Se ci sono degli sfruttatori, sicuramente ci sono degli sfruttati. Sheep fotografa il popolo, che placido pascola apparentemente protetto dai dogmi e dai dettami imposti, per terminare l’esistenza in freddi valli, macellato e appeso dai padroni con il benestare degli Dei cui si affida. Tuttavia anche il popolo pecorone può ribellarsi e a farne le spese sono i cani, costretti a rintanarsi nelle loro case se vogliono sopravvivere, in quella che può essere definita come una violenta inversione degli addendi, che però restituiranno ovviamente lo stesso risultato.

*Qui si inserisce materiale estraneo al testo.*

// Packed arrays: contiguous engine buffers of one element kind, copy-on-write
// between clones.

use std::fmt;
use std::marker::PhantomData;

use gdbind_ffi::{ConstTypePtr, Opaque, VariantType};

use super::{BuiltinValue, Color, GString, Pooled, Vector2, Vector3, Vector4, arg};
use crate::api::api;
use crate::error::{BindError, BindResult};
use crate::registry::PayloadKind;
use crate::variant::VariantKind;

const SIZE_HASH: i64 = 3173160232;
const RESIZE_HASH: i64 = 848867239;
const SET_HASH: i64 = 1255681007;
const PUSH_BACK_HASH: i64 = 694024632;
const INSERT_HASH: i64 = 1487296672;
const REMOVE_AT_HASH: i64 = 2823966027;
const CLEAR_HASH: i64 = 3218959716;

/// Element kind of a packed array.
///
/// # Safety
/// `read` must match the engine's element storage for `ARRAY_TYPE`, and
/// `TRIVIAL` may only be true when that storage is bit-identical to `Self`.
pub unsafe trait PackedElement: Sized + 'static {
    const ARRAY_TYPE: VariantType;
    /// Storage is `Self` verbatim, so whole buffers can be copied at once.
    const TRIVIAL: bool;

    /// # Safety
    /// `ptr` must point at one live element of `ARRAY_TYPE` storage.
    unsafe fn read(ptr: ConstTypePtr) -> Self;

    /// Run `f` with a pointer to this value in the engine's argument form.
    fn with_arg<R>(&self, f: impl FnOnce(ConstTypePtr) -> R) -> R;
}

macro_rules! packed_elements {
    ($($t:ty => $vt:ident as $wide:ty),* $(,)?) => {$(
        unsafe impl PackedElement for $t {
            const ARRAY_TYPE: VariantType = VariantType::$vt;
            const TRIVIAL: bool = true;

            unsafe fn read(ptr: ConstTypePtr) -> Self {
                unsafe { *(ptr as *const $t) }
            }

            fn with_arg<R>(&self, f: impl FnOnce(ConstTypePtr) -> R) -> R {
                let wide = *self as $wide;
                f(arg(&wide))
            }
        }
    )*};
}

packed_elements!(
    u8 => PackedByteArray as i64,
    i32 => PackedInt32Array as i64,
    i64 => PackedInt64Array as i64,
    f32 => PackedFloat32Array as f64,
    f64 => PackedFloat64Array as f64,
);

macro_rules! packed_structs {
    ($($t:ty => $vt:ident),* $(,)?) => {$(
        unsafe impl PackedElement for $t {
            const ARRAY_TYPE: VariantType = VariantType::$vt;
            const TRIVIAL: bool = true;

            // Engine buffers only promise float alignment; glam's Vec4 wants 16.
            unsafe fn read(ptr: ConstTypePtr) -> Self {
                unsafe { std::ptr::read_unaligned(ptr as *const $t) }
            }

            fn with_arg<R>(&self, f: impl FnOnce(ConstTypePtr) -> R) -> R {
                f(arg(self))
            }
        }
    )*};
}

packed_structs!(
    Vector2 => PackedVector2Array,
    Vector3 => PackedVector3Array,
    Color => PackedColorArray,
    Vector4 => PackedVector4Array,
);

unsafe impl PackedElement for GString {
    const ARRAY_TYPE: VariantType = VariantType::PackedStringArray;
    const TRIVIAL: bool = false;

    unsafe fn read(ptr: ConstTypePtr) -> Self {
        unsafe { GString::from_borrowed_repr(&*(ptr as *const Opaque<1>)) }
    }

    fn with_arg<R>(&self, f: impl FnOnce(ConstTypePtr) -> R) -> R {
        let token = self.token();
        f(arg(&token))
    }
}

// ---------------------------------------------------------------------------
// PackedArray
// ---------------------------------------------------------------------------

pub struct PackedArray<T: PackedElement> {
    raw: Pooled<2>,
    _marker: PhantomData<T>,
}

pub type PackedByteArray = PackedArray<u8>;
pub type PackedInt32Array = PackedArray<i32>;
pub type PackedInt64Array = PackedArray<i64>;
pub type PackedFloat32Array = PackedArray<f32>;
pub type PackedFloat64Array = PackedArray<f64>;
pub type PackedStringArray = PackedArray<GString>;
pub type PackedVector2Array = PackedArray<Vector2>;
pub type PackedVector3Array = PackedArray<Vector3>;
pub type PackedColorArray = PackedArray<Color>;
pub type PackedVector4Array = PackedArray<Vector4>;

impl<T: PackedElement> PackedArray<T> {
    pub fn new() -> Self {
        Self::from_raw(Pooled::new_default(T::ARRAY_TYPE))
    }

    fn from_raw(raw: Pooled<2>) -> Self {
        PackedArray {
            raw,
            _marker: PhantomData,
        }
    }

    pub fn from_slice(items: &[T]) -> Self {
        let mut array = Self::new();
        if T::TRIVIAL {
            if items.is_empty() || array.resize(items.len()).is_err() {
                return array;
            }
            array.raw.update(|token| unsafe {
                let dst = ((*api().builtins).packed_array_operator_index)(
                    T::ARRAY_TYPE,
                    token.as_mut_ptr(),
                    0,
                );
                std::ptr::copy_nonoverlapping(
                    items.as_ptr() as *const u8,
                    dst as *mut u8,
                    std::mem::size_of_val(items),
                );
            });
        } else {
            for item in items {
                array.push(item);
            }
        }
        array
    }

    pub fn len(&self) -> usize {
        self.raw.call::<i64>("size", SIZE_HASH, &[]).unwrap_or(0).max(0) as usize
    }

    pub fn is_empty(&self) -> bool {
        self.len() == 0
    }

    pub fn resize(&mut self, len: usize) -> BindResult<()> {
        let len = len as i64;
        let code = self.raw.call_mut::<i64>("resize", RESIZE_HASH, &[arg(&len)])?;
        crate::error::check_engine(code)
    }

    pub fn get(&self, index: usize) -> Option<T> {
        if index >= self.len() {
            return None;
        }
        let mut token = self.raw.token();
        unsafe {
            let ptr = ((*api().builtins).packed_array_operator_index)(
                T::ARRAY_TYPE,
                token.as_mut_ptr(),
                index as i64,
            );
            Some(T::read(ptr))
        }
    }

    pub fn set(&mut self, index: usize, value: &T) -> BindResult<()> {
        let len = self.len();
        if index >= len {
            return Err(BindError::IndexOutOfRange { index, len });
        }
        let position = index as i64;
        value.with_arg(|v| self.raw.call_mut::<()>("set", SET_HASH, &[arg(&position), v]))
    }

    pub fn push(&mut self, value: &T) {
        let _ = value.with_arg(|v| self.raw.call_mut::<bool>("push_back", PUSH_BACK_HASH, &[v]));
    }

    /// Insert before `index`; `index == len()` appends.
    pub fn insert(&mut self, index: usize, value: &T) -> BindResult<()> {
        let len = self.len();
        if index > len {
            return Err(BindError::IndexOutOfRange { index, len });
        }
        let position = index as i64;
        let code = value.with_arg(|v| {
            self.raw
                .call_mut::<i64>("insert", INSERT_HASH, &[arg(&position), v])
        })?;
        crate::error::check_engine(code)
    }

    pub fn remove(&mut self, index: usize) -> BindResult<T> {
        let removed = self.get(index).ok_or(BindError::IndexOutOfRange {
            index,
            len: self.len(),
        })?;
        let position = index as i64;
        self.raw
            .call_mut::<()>("remove_at", REMOVE_AT_HASH, &[arg(&position)])?;
        Ok(removed)
    }

    pub fn clear(&mut self) {
        let _ = self.raw.call_mut::<()>("clear", CLEAR_HASH, &[]);
    }

    pub fn to_vec(&self) -> Vec<T> {
        let len = self.len();
        if len == 0 {
            return Vec::new();
        }
        let mut token = self.raw.token();
        let base = unsafe {
            ((*api().builtins).packed_array_operator_index)(T::ARRAY_TYPE, token.as_mut_ptr(), 0)
        };
        let mut out = Vec::with_capacity(len);
        for i in 0..len {
            // SAFETY: elements are contiguous from index 0.
            out.push(unsafe { T::read((base as *const T).add(i) as ConstTypePtr) });
        }
        out
    }

    pub fn iter(&self) -> std::vec::IntoIter<T> {
        self.to_vec().into_iter()
    }
}

impl<T: PackedElement> Clone for PackedArray<T> {
    fn clone(&self) -> Self {
        Self::from_raw(self.raw.clone())
    }
}

impl<T: PackedElement> Default for PackedArray<T> {
    fn default() -> Self {
        Self::new()
    }
}

impl<T: PackedElement> FromIterator<T> for PackedArray<T> {
    fn from_iter<I: IntoIterator<Item = T>>(iter: I) -> Self {
        let items: Vec<T> = iter.into_iter().collect();
        Self::from_slice(&items)
    }
}

impl<T: PackedElement + PartialEq> PartialEq for PackedArray<T> {
    fn eq(&self, other: &Self) -> bool {
        self.to_vec() == other.to_vec()
    }
}

impl<T: PackedElement + fmt::Debug> fmt::Debug for PackedArray<T> {
    fn fmt(&self, f: &mut fmt::Formatter<'_>) -> fmt::Result {
        f.debug_list().entries(self.to_vec()).finish()
    }
}

impl<T: PackedElement> BuiltinValue for PackedArray<T> {
    const VARIANT_TYPE: VariantType = T::ARRAY_TYPE;
    type Repr = Opaque<2>;

    fn to_repr(&self) -> Opaque<2> {
        self.raw.token()
    }

    unsafe fn from_owned_repr(repr: Opaque<2>) -> Self {
        Self::from_raw(unsafe { Pooled::adopt(T::ARRAY_TYPE, repr) })
    }

    unsafe fn from_borrowed_repr(repr: &Opaque<2>) -> Self {
        Self::from_raw(unsafe { Pooled::acquire(T::ARRAY_TYPE, *repr) })
    }

    fn into_owned_repr(self) -> Opaque<2> {
        self.raw.into_engine()
    }

    fn payload_kind() -> Option<PayloadKind> {
        Some(PayloadKind::Builtin(T::ARRAY_TYPE))
    }

    fn zero() -> Self {
        Self::new()
    }
}

impl<T: PackedElement> VariantKind for PackedArray<T> {
    const VARIANT_TYPE: VariantType = T::ARRAY_TYPE;
}

builtin_conversions!([T: PackedElement] PackedArray<T>);

#[cfg(test)]
mod tests {
    use super::*;
    use crate::testing;
    use crate::variant::ToVariant;

    #[test]
    fn bulk_copy_in_and_out() {
        let _engine = testing::session();
        let bytes = PackedByteArray::from_slice(&[1, 2, 3, 250]);
        assert_eq!(bytes.len(), 4);
        assert_eq!(bytes.to_vec(), vec![1, 2, 3, 250]);
        assert_eq!(bytes.get(3), Some(250));
        assert_eq!(bytes.get(4), None);

        let points: PackedVector2Array = [Vector2::X, Vector2::Y].into_iter().collect();
        assert_eq!(points.to_vec(), vec![Vector2::X, Vector2::Y]);
    }

    #[test]
    fn narrow_elements_go_through_wide_arguments() {
        let _engine = testing::session();
        let mut ints = PackedInt32Array::new();
        ints.push(&-5);
        ints.push(&7);
        ints.set(0, &9).unwrap();
        assert_eq!(ints.to_vec(), vec![9, 7]);
        let mut floats = PackedFloat32Array::new();
        floats.push(&0.5);
        assert_eq!(floats.get(0), Some(0.5));
    }

    #[test]
    fn clones_copy_on_write() {
        let _engine = testing::session();
        let mut a = PackedInt64Array::from_slice(&[1, 2]);
        let b = a.clone();
        a.push(&3);
        assert_eq!(a.len(), 3);
        assert_eq!(b.to_vec(), vec![1, 2]);
        assert_eq!(a.remove(0), Ok(1));
    }

    #[test]
    fn strings_are_pooled_elements() {
        let _engine = testing::session();
        let names: PackedStringArray =
            ["a", "bc"].into_iter().map(GString::from).collect();
        assert_eq!(names.len(), 2);
        assert_eq!(names.get(1).unwrap().to_string(), "bc");
        let v = names.to_variant();
        assert_eq!(v.get_type(), VariantType::PackedStringArray);
        assert_eq!(v.to::<PackedStringArray>().unwrap().len(), 2);
        assert!(v.to::<PackedByteArray>().is_err());
    }

    #[test]
    fn vector4_elements_edit_and_cross_variants() {
        let _engine = testing::session();
        let a = Vector4::new(1.0, 2.0, 3.0, 4.0);
        let b = Vector4::new(-1.0, 0.5, 0.0, 8.0);
        let mut quads = PackedVector4Array::new();
        quads.push(&a);
        quads.push(&b);
        quads.insert(1, &Vector4::ONE).unwrap();
        assert_eq!(quads.len(), 3);
        assert_eq!(quads.get(1), Some(Vector4::ONE));
        assert_eq!(
            quads.insert(9, &a),
            Err(BindError::IndexOutOfRange { index: 9, len: 3 })
        );

        assert_eq!(quads.remove(0), Ok(a));
        assert_eq!(quads.iter().collect::<Vec<_>>(), vec![Vector4::ONE, b]);

        let v = quads.to_variant();
        assert_eq!(v.get_type(), VariantType::PackedVector4Array);
        let back = v.to::<PackedVector4Array>().unwrap();
        assert_eq!(back, quads);
        assert!(v.to::<PackedColorArray>().is_err());
    }

    #[test]
    fn strings_insert_at_the_front() {
        let _engine = testing::session();
        let mut names: PackedStringArray = ["b"].into_iter().map(GString::from).collect();
        names.insert(0, &GString::from("a")).unwrap();
        names.insert(2, &GString::from("c")).unwrap();
        let text: Vec<String> = names.iter().map(|s| s.to_string()).collect();
        assert_eq!(text, ["a", "b", "c"]);
    }
}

La speranza viene restituita con la seconda parte di Pigs on the Wings, dove anche un cane, consapevole dell’affetto e dell’amore del partner, ha un posto dove poter nascondere il proprio osso, qualcosa d’importante e bello da sottrarre al grigiore dell’esistenza.
Anche a livello musicale, i toni sono molto più oscuri, dettati dalla chitarra acida di Gilmour, a tratti disperata come in Dogs, altre volte violenta come in SheepWright lavora nel sottofondo, descrivendo ambientazioni non più eteree ma inquietanti, il tutto sempre sorretto dalla base ritmica di Mason e Waters. Effetti speciali come il talk box, l’abbaiare dei cani o il belare delle pecore durante il dialogo tra l’organo di Wright e il basso di Waters donano un effetto straniante e malato alle tracce. 
Un album spesso messo ingiustamente in secondo piano sia rispetto alle precedenti pubblicazioni che a quelle successive, ma che invece merita una collocazione paritaria, un ascolto assiduo al fine di essere apprezzato al meglio.